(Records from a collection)
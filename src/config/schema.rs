//! Configuration schema definitions and the generic block decoder.
//!
//! The types here mirror the document one to one: every repeated block is a
//! `Vec`, so the [`validation`](super::validation) pass can see how many
//! `server`, `http` or `action` blocks were actually written. Decoding walks a
//! [`GenericNode`] by exact (hyphenated) field name. The `pipe` block is left
//! empty here because its label carries data; see [`super::pipe`].

use serde::Serialize;
use thiserror::Error;

use crate::config::node::{GenericNode, Mapping, NodeKind};

/// Error raised when the document tree does not have the expected shape.
#[derive(Debug, Clone, PartialEq, Eq, Error)]
pub enum DecodeError {
    /// A key holds a node of the wrong kind.
    #[error("'{key}': expected {expected}, found {found}")]
    UnexpectedKind {
        key: String,
        expected: NodeKind,
        found: NodeKind,
    },

    /// An integer field does not hold a base-10 integer.
    #[error("'{key}': '{value}' is not a base-10 integer")]
    InvalidInt { key: String, value: String },

    /// A `pipe` block contains an option outside version/alias/module.
    #[error("unknown pipe key '{key}' in pipe '{import_path}'")]
    UnknownPipeKey { import_path: String, key: String },
}

impl DecodeError {
    /// The offending key, as a dotted path for schema fields.
    pub fn key(&self) -> &str {
        match self {
            DecodeError::UnexpectedKind { key, .. } => key,
            DecodeError::InvalidInt { key, .. } => key,
            DecodeError::UnknownPipeKey { key, .. } => key,
        }
    }
}

/// Root configuration, as written in the document.
#[derive(Debug, Clone, Default, PartialEq, Eq, Serialize)]
pub struct Config {
    /// Host to handler bindings.
    #[serde(rename = "host")]
    pub hosts: Vec<HostConfig>,

    /// Plugins to build and load, keyed by import path.
    #[serde(rename = "pipe")]
    pub pipes: Vec<PipeConfig>,

    /// Server blocks. At most one survives validation.
    #[serde(rename = "server")]
    pub servers: Vec<ServerConfig>,
}

impl Config {
    /// The server block, if one was written.
    pub fn server(&self) -> Option<&ServerConfig> {
        self.servers.first()
    }
}

/// Maps a request host to a pipe handler.
#[derive(Debug, Clone, Default, PartialEq, Eq, Serialize)]
pub struct HostConfig {
    pub endpoint: String,
    pub handler: String,
}

/// A plugin source. `import_path` comes from the block label.
#[derive(Debug, Clone, Default, PartialEq, Eq, Serialize)]
#[serde(rename_all = "kebab-case")]
pub struct PipeConfig {
    pub import_path: String,
    pub version: String,
    pub alias: String,
    pub module: String,
}

/// Server settings.
#[derive(Debug, Clone, Default, PartialEq, Eq, Serialize)]
#[serde(rename_all = "kebab-case")]
pub struct ServerConfig {
    /// Duration literal such as `10s`. Empty means wait forever.
    pub graceful_shutdown: String,

    pub http: Vec<HttpConfig>,

    pub action: Vec<ActionConfig>,
}

impl ServerConfig {
    pub fn http(&self) -> Option<&HttpConfig> {
        self.http.first()
    }

    pub fn action(&self) -> Option<&ActionConfig> {
        self.action.first()
    }
}

/// HTTP listener settings.
#[derive(Debug, Clone, Default, PartialEq, Eq, Serialize)]
pub struct HttpConfig {
    pub port: i64,
}

/// Handlers invoked for unmatched hosts and recovered panics.
#[derive(Debug, Clone, Default, PartialEq, Eq, Serialize)]
#[serde(rename_all = "kebab-case")]
pub struct ActionConfig {
    pub not_found: String,
    pub panic: String,
}

/// A block type that can be decoded from one mapping of a block list.
pub(crate) trait DecodeBlock: Sized {
    fn decode_block(fields: &Fields<'_>) -> Result<Self, DecodeError>;
}

/// Field accessor over one block body.
///
/// Absent keys decode to the zero value. Keys not asked for are ignored.
pub(crate) struct Fields<'a> {
    path: String,
    mapping: &'a Mapping,
}

impl<'a> Fields<'a> {
    pub(crate) fn new(path: impl Into<String>, mapping: &'a Mapping) -> Self {
        Self {
            path: path.into(),
            mapping,
        }
    }

    fn key_path(&self, key: &str) -> String {
        if self.path.is_empty() {
            key.to_string()
        } else {
            format!("{}.{}", self.path, key)
        }
    }

    /// Read a scalar as a string.
    pub(crate) fn string(&self, key: &str) -> Result<String, DecodeError> {
        match self.mapping.get(key) {
            None => Ok(String::new()),
            Some(node) => expect_scalar(&self.key_path(key), node).map(str::to_string),
        }
    }

    /// Read a scalar as a base-10 integer.
    pub(crate) fn int(&self, key: &str) -> Result<i64, DecodeError> {
        let Some(node) = self.mapping.get(key) else {
            return Ok(0);
        };
        let key_path = self.key_path(key);
        let literal = expect_scalar(&key_path, node)?;
        literal.trim().parse::<i64>().map_err(|_| DecodeError::InvalidInt {
            key: key_path,
            value: literal.to_string(),
        })
    }

    /// Decode every occurrence of a repeated block.
    pub(crate) fn blocks<T: DecodeBlock>(&self, key: &str) -> Result<Vec<T>, DecodeError> {
        let Some(node) = self.mapping.get(key) else {
            return Ok(Vec::new());
        };
        let key_path = self.key_path(key);
        let list = expect_mapping_list(&key_path, node)?;
        list.iter()
            .enumerate()
            .map(|(i, mapping)| {
                T::decode_block(&Fields::new(format!("{}[{}]", key_path, i), mapping))
            })
            .collect()
    }
}

pub(crate) fn expect_scalar<'n>(key: &str, node: &'n GenericNode) -> Result<&'n str, DecodeError> {
    match node {
        GenericNode::Scalar(value) => Ok(value.as_str()),
        other => Err(unexpected(key, NodeKind::Scalar, other)),
    }
}

pub(crate) fn expect_mapping_list<'n>(
    key: &str,
    node: &'n GenericNode,
) -> Result<&'n [Mapping], DecodeError> {
    match node {
        GenericNode::MappingList(list) => Ok(list.as_slice()),
        other => Err(unexpected(key, NodeKind::MappingList, other)),
    }
}

fn unexpected(key: &str, expected: NodeKind, found: &GenericNode) -> DecodeError {
    DecodeError::UnexpectedKind {
        key: key.to_string(),
        expected,
        found: found.kind(),
    }
}

impl DecodeBlock for HostConfig {
    fn decode_block(fields: &Fields<'_>) -> Result<Self, DecodeError> {
        Ok(Self {
            endpoint: fields.string("endpoint")?,
            handler: fields.string("handler")?,
        })
    }
}

impl DecodeBlock for ServerConfig {
    fn decode_block(fields: &Fields<'_>) -> Result<Self, DecodeError> {
        Ok(Self {
            graceful_shutdown: fields.string("graceful-shutdown")?,
            http: fields.blocks("http")?,
            action: fields.blocks("action")?,
        })
    }
}

impl DecodeBlock for HttpConfig {
    fn decode_block(fields: &Fields<'_>) -> Result<Self, DecodeError> {
        Ok(Self {
            port: fields.int("port")?,
        })
    }
}

impl DecodeBlock for ActionConfig {
    fn decode_block(fields: &Fields<'_>) -> Result<Self, DecodeError> {
        Ok(Self {
            not_found: fields.string("not-found")?,
            panic: fields.string("panic")?,
        })
    }
}

const TOP_LEVEL_KEYS: [&str; 3] = ["host", "pipe", "server"];

/// Decode the document root into a [`Config`] with `pipes` left empty.
pub fn decode_schema(root: &GenericNode) -> Result<Config, DecodeError> {
    let mapping = match root {
        GenericNode::Mapping(mapping) => mapping,
        other => return Err(unexpected("<root>", NodeKind::Mapping, other)),
    };

    for key in mapping.keys().filter(|k| !TOP_LEVEL_KEYS.contains(&k.as_str())) {
        tracing::debug!(key = %key, "Ignoring unrecognized top-level key");
    }

    let fields = Fields::new("", mapping);
    Ok(Config {
        hosts: fields.blocks("host")?,
        pipes: Vec::new(),
        servers: fields.blocks("server")?,
    })
}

Assignment: Please copy only the lines from the one with "pub fn decode_schema(root: &GenericNode)" through the final line of the records above, both ends included.

Result:
pub fn decode_schema(root: &GenericNode) -> Result<Config, DecodeError> {
    let mapping = match root {
        GenericNode::Mapping(mapping) => mapping,
        other => return Err(unexpected("<root>", NodeKind::Mapping, other)),
    };

    for key in mapping.keys().filter(|k| !TOP_LEVEL_KEYS.contains(&k.as_str())) {
        tracing::debug!(key = %key, "Ignoring unrecognized top-level key");
    }

    let fields = Fields::new("", mapping);
    Ok(Config {
        hosts: fields.blocks("host")?,
        pipes: Vec::new(),
        servers: fields.blocks("server")?,
    })
}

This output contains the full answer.